Pyrotechnics have a limited period of which they can be safely and effectively used. Over time the materials making them up can deteriorate and cause the device to either fail to work or present a risk to the operator.
Out of Date pyrotechnics should be properly disposed of and should not be used either as a backup or as a form of firework.
Use and disposal of time expired pyrotechnics (TEP)
Guidance issued by the Maritime and Coastguard Agency (MCA) highlights the risks and safeguards surrounding the use and disposal of Time Expired Pyrotechnics (TEP). Due to the potential instability of the equipment, damaged or out of date pyrotechnics should not be used.
The firing of a red flare in a non distress situation is illegal under the Merchant Shipping Act and could divert valuable search and rescue assets away from a genuine search and rescue emergency. Helicopter and lifeboat crews stand ready to respond to real emergencies, not to be taken away from their own family gatherings to chase false flare reports. Marine distress flares are NOT fireworks, and if used incorrectly can be extremely dangerous. Marine flares are designed to be used in the maritime environment and should only be used in a distress situation. Flares must never be used after expiry date. Pyrotechnics must be treated as hazardous waste and should be disposed of responsibly in accordance with regulations and local rules.
- Jim McWilliams, Head of Search and Rescue at the Maritime and Coastguard Agency
Disposal of pyrotechnics
Out of date pyrotechnics should be landed ashore as soon as possible after the date of expiry for safe disposal. It is an offence to fire distress-signal pyrotechnics on land, in harbour or at sea for:
- testing purposes
- or fireworks
(whether the pyrotechnics are out of date or not).
It is an offence to dump pyrotechnics at sea. Currently, there is no formalised process for disposing of all such materials, although all relevant parties are working towards finding an acceptable solution. The MCA has issued an MGN notice advising on the disposal of out of date equipment. Disposal may be possible through:
- Pyrotechnic suppliers, or their agent
- Liferaft service station, as these stations deal with the disposal of expired pyrotechnics on a regular basis;
- Port, harbour or marina where your vessel may accept out of date pyrotechnics for disposal (a charge may be made).
HM Coastguard accepts some out of date pyrotechnics for storage at Coastguard sites prior to disposal.
Coastguard facilities are very limited and are only able to receive and store small amounts of TEPs from individual members of the public and from small independent fishing vessels and arrangements for the disposal must be made through your local Maritime Rescue Coordination Centre (MRCC). When contacting your local MRCC :
- you must inform them of the number and condition of the TEPs that you are looking to dispose of.

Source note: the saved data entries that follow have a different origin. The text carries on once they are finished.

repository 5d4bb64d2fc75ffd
//! Bankcast server - prediction web UI and JSON API.
//!
//! Loads the trained pipeline artifact once at startup and serves it
//! read-only. Startup fails if the artifact is missing or unreadable.
//!
//! # Usage
//! ```sh
//! MODEL_PATH=data/model/bank_pipeline.json cargo run --bin server
//! ```
//!
//! # Environment Variables
//! - `BIND_ADDRESS` - Listen address (default: 0.0.0.0)
//! - `PORT` - Listen port (default: 5000)
//! - `MODEL_PATH` - Serialized pipeline artifact (default: data/model/bank_pipeline.json)

use anyhow::{Context, Result};
use bankcast::application::engine::PredictionEngine;
use bankcast::config::Config;
use bankcast::interfaces::http::{AppState, router};
use std::sync::Arc;
use tracing::{Level, info};
use tracing_subscriber::prelude::*;

#[tokio::main]
async fn main() -> Result<()> {
    // Load environment variables
    dotenvy::dotenv().ok();

    // Setup logging (stdout only)
    let stdout_layer = tracing_subscriber::fmt::layer().with_target(false).pretty();

    tracing_subscriber::registry()
        .with(tracing_subscriber::EnvFilter::from_default_env().add_directive(Level::INFO.into()))
        .with(stdout_layer)
        .init();

    info!("Bankcast Server {} starting...", env!("CARGO_PKG_VERSION"));

    let config = Config::from_env();
    info!(
        "Configuration loaded: bind={}:{}, model={:?}",
        config.bind_address, config.port, config.model_path
    );

    // No serving without a valid model artifact.
    let engine = PredictionEngine::load(config.model_path.clone())
        .context("Failed to load model artifact; run the `train` binary first")?;

    let state = AppState::new(Arc::new(engine));
    let app = router(state);

    let addr = format!("{}:{}", config.bind_address, config.port);
    let listener = tokio::net::TcpListener::bind(&addr)
        .await
        .with_context(|| format!("Failed to bind {addr}"))?;

    info!("Server listening on http://{addr}. Press Ctrl+C to shutdown.");

    axum::serve(listener, app)
        .with_graceful_shutdown(async {
            let _ = tokio::signal::ctrl_c().await;
            info!("Shutdown signal received. Exiting...");
        })
        .await?;

    Ok(())
}
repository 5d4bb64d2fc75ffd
//! JSON prediction API.

use super::{ApiError, AppState};
use crate::domain::features::FeatureRecord;
use axum::extract::State;
use axum::extract::rejection::JsonRejection;
use axum::response::Json;
use serde::Serialize;
use serde_json::{Value, json};
use tracing::warn;

/// API response. Probability and confidence are raw [0,1] values here;
/// only the web views scale to percentages.
#[derive(Debug, Serialize)]
pub struct ApiPrediction {
    pub prediction: i64,
    pub probability: f64,
    pub confidence: f64,
    pub message: &'static str,
}

/// POST /api/predict. A malformed JSON body is handled explicitly so the
/// caller always gets a JSON error object, never a bare rejection.
pub async fn predict(
    State(state): State<AppState>,
    payload: Result<Json<Value>, JsonRejection>,
) -> Result<Json<ApiPrediction>, ApiError> {
    let Json(body) = payload.map_err(|e| {
        warn!("Rejected /api/predict body: {e}");
        ApiError(format!("invalid JSON body: {e}"))
    })?;
    let raw = body.as_object().cloned().unwrap_or_default();
    let record = FeatureRecord::coerce(&raw);
    let result = state.engine.predict(&record).map_err(|e| {
        warn!("Inference failed: {e}");
        ApiError::from(e)
    })?;
    Ok(Json(ApiPrediction {
        prediction: result.label,
        probability: result.probability,
        confidence: result.confidence,
        message: result.message(),
    }))
}

/// GET /health.
pub async fn health(State(state): State<AppState>) -> Json<Value> {
    Json(json!({
        "status": "ok",
        "model_path": state.engine.model_path().display().to_string(),
    }))
}
use serde::{Deserialize, Serialize};

/// Output of one inference, constructed fresh per request.
///
/// `probability` is the class-1 (subscribe) probability and `confidence`
/// the probability mass of the predicted class, both raw values in [0, 1].
/// Percentage scaling happens in the presentation layer.
#[derive(Debug, Clone, Copy, PartialEq, Serialize, Deserialize)]
pub struct PredictionResult {
    pub label: i64,
    pub probability: f64,
    pub confidence: f64,
}

impl PredictionResult {
    pub fn from_proba(label: i64, proba: [f64; 2]) -> Self {
        Self {
            label,
            probability: proba[1],
            confidence: proba[0].max(proba[1]),
        }
    }

    pub fn message(&self) -> &'static str {
        if self.label == 1 {
            "Will subscribe"
        } else {
            "Will not subscribe"
        }
    }
}

#[cfg(test)]
mod tests {
    use super::*;

    #[test]
    fn test_from_proba() {
        let result = PredictionResult::from_proba(1, [0.2, 0.8]);
        assert_eq!(result.label, 1);
        assert_eq!(result.probability, 0.8);
        assert_eq!(result.confidence, 0.8);
        assert_eq!(result.message(), "Will subscribe");
    }

    #[test]
    fn test_confidence_is_max_class_probability() {
        let result = PredictionResult::from_proba(0, [0.7, 0.3]);
        assert_eq!(result.probability, 0.3);
        assert_eq!(result.confidence, 0.7);
        assert_eq!(result.message(), "Will not subscribe");
    }
}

- The MRCC will check current storage levels and will advise you if it is able to accept your TEPs and will discuss arrangements for you to deliver them to the appropriate storage facility.

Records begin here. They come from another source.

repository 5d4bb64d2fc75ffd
pub mod application;
pub mod config;
pub mod domain;
pub mod infrastructure;
pub mod interfaces;
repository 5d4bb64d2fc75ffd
pub mod http;
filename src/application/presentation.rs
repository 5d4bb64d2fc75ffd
//! Maps raw prediction output into the user-facing payload: percentage
//! figures plus the two declarative chart specs rendered client-side.

use crate::domain::prediction::PredictionResult;
use serde::Serialize;
use serde_json::{Value, json};

/// Web-facing view of one prediction. `probability` and `confidence` are
/// percentages; the JSON API exposes the raw [0,1] values instead.
#[derive(Debug, Clone, Serialize)]
pub struct PredictionView {
    pub label: i64,
    pub probability: f64,
    pub confidence: f64,
    pub gauge: Value,
    pub bar: Value,
}

pub fn present(result: &PredictionResult) -> PredictionView {
    let proba = [1.0 - result.probability, result.probability];
    PredictionView {
        label: result.label,
        probability: result.probability * 100.0,
        confidence: result.confidence * 100.0,
        gauge: gauge_spec(result.probability * 100.0),
        bar: bar_spec(proba),
    }
}

/// Single-indicator gauge: conversion probability with fixed color bands
/// at thirds of the axis and a threshold marker at the current value.
pub fn gauge_spec(probability_pct: f64) -> Value {
    json!({
        "data": [{
            "type": "indicator",
            "mode": "gauge+number",
            "value": probability_pct,
            "title": { "text": "Conversion Probability" },
            "domain": { "x": [0, 1], "y": [0, 1] },
            "gauge": {
                "axis": { "range": [0, 100] },
                "bar": { "color": "darkblue" },
                "steps": [
                    { "range": [0, 30], "color": "lightgray" },
                    { "range": [30, 70], "color": "gray" },
                    { "range": [70, 100], "color": "darkgray" }
                ],
                "threshold": {
                    "line": { "color": "red", "width": 4 },
                    "thickness": 0.75,
                    "value": probability_pct
                }
            }
        }],
        "layout": {
            "height": 300,
            "margin": { "l": 20, "r": 20, "t": 50, "b": 20 }
        }
    })
}

/// Two-bar chart of the class probabilities, labeled to one decimal place.
pub fn bar_spec(proba: [f64; 2]) -> Value {
    json!({
        "data": [{
            "type": "bar",
            "x": ["Will Not Subscribe", "Will Subscribe"],
            "y": [proba[0] * 100.0, proba[1] * 100.0],
            "marker": { "color": ["#FF6B6B", "#4ECDC4"] },
            "text": [
                format!("{:.1}%", proba[0] * 100.0),
                format!("{:.1}%", proba[1] * 100.0)
            ],
            "textposition": "auto"
        }],
        "layout": {
            "title": "Prediction Confidence",
            "xaxis": { "title": "Outcome" },
            "yaxis": { "title": "Probability (%)" },
            "height": 300,
            "margin": { "l": 20, "r": 20, "t": 50, "b": 20 }
        }
    })
}
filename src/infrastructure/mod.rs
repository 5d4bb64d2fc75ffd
pub mod session;

pub use session::SessionStore;
// Feature schema and typed input records
pub mod features;

// Fitted prediction pipeline (preprocessing + classifier)
pub mod ml;

// Per-request prediction output
pub mod prediction;

// Domain-specific error types
pub mod errors;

- Not all Coastguard MRCCs have storage facilities and may be located a considerable distance from the MRCC at Coastguard Rescue Equipment Stores and Sector Bases.
- Equipment Stores and Sector Bases are not manned 24 hours a day, the MRCC will make arrangements for someone to be available to receive your TEPs at these locations at an agreed time.
In some cases where a TEP has deteriorated to a dangerous condition the MRCC will arrange for its immediate disposal, but this will be at the discretion of the MRCC and subject to the condition of the TEP. It should be noted that pyrotechnics are manufactured to very high standard, but incorrect storage and handling of a pyrotechnic may affect its stability over a period of time. It is essential that you:
- DO NOT turn up at an MRCC or other Coastguard location on speculation that we will take your pyrotechnics.
- DO NOT dump carrier bagfuls of TEPs on the doorstep or leave them hanging on the handles of Sector Bases, Coastguard Rescue Equipment Stores or RNLI Lifeboat Houses. Many of these locations maybe unmanned and the dumping of potentially dangerous TEPs is a safety hazard and is against the law. Irresponsibly discarded TEPs may be picked up by children who could be seriously injured or killed by an abandoned pyrotechnic.
- DO NOT put TEPs in general household rubbish or public litter bins where they can cause extensive damage to refuse collection facilities and may injure persons who come into contact with them.
Responsible behaviour by anyone who needs to dispose of time Expired Pyrotechnics is encouraged.